//! # ユースケース層
//!
//! ハンドラとストアの間に入り、入力の検証とストアへのアクセスをまとめる。
//!
//! ストアは単一所有者前提の同期 API（`&mut self`）なので、
//! 非同期サーバーから共有するためにここで `Mutex` に包む。
//! ロックは `.await` をまたいで保持しない。

pub mod test_user;

pub use test_user::TestUserUseCase;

──────────────────────────────

EXERCISE BRIEF:
Your answer must consist of every line above, reproduced exactly.

EXERCISE RESULT:
//! # ユースケース層
//!
//! ハンドラとストアの間に入り、入力の検証とストアへのアクセスをまとめる。
//!
//! ストアは単一所有者前提の同期 API（`&mut self`）なので、
//! 非同期サーバーから共有するためにここで `Mutex` に包む。
//! ロックは `.await` をまたいで保持しない。

pub mod test_user;

pub use test_user::TestUserUseCase;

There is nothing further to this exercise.